WHAT IS NEEDED:
For this exercise, print all of the entries exactly as given.

* * * * * * *

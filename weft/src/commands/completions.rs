use clap::{Args, CommandFactory};
use clap_complete::Shell;
use eyre::Result;

use super::Cli;

#[derive(Args)]
pub struct CompletionsCommand {
    /// Shell to generate completions for
    pub shell: Shell,
}

impl CompletionsCommand {
    pub fn run(&self) -> Result<()> {
        let mut command = Cli::command();
        let name = command.get_name().to_string();
        clap_complete::generate(self.shell, &mut command, name, &mut std::io::stdout());
        Ok(())
    }
}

* * * * * * *

SOLVED PROBLEM:
filename weft/src/commands/completions.rs
use clap::{Args, CommandFactory};
use clap_complete::Shell;
use eyre::Result;

use super::Cli;

#[derive(Args)]
pub struct CompletionsCommand {
    /// Shell to generate completions for
    pub shell: Shell,
}

impl CompletionsCommand {
    pub fn run(&self) -> Result<()> {
        let mut command = Cli::command();
        let name = command.get_name().to_string();
        clap_complete::generate(self.shell, &mut command, name, &mut std::io::stdout());
        Ok(())
    }
}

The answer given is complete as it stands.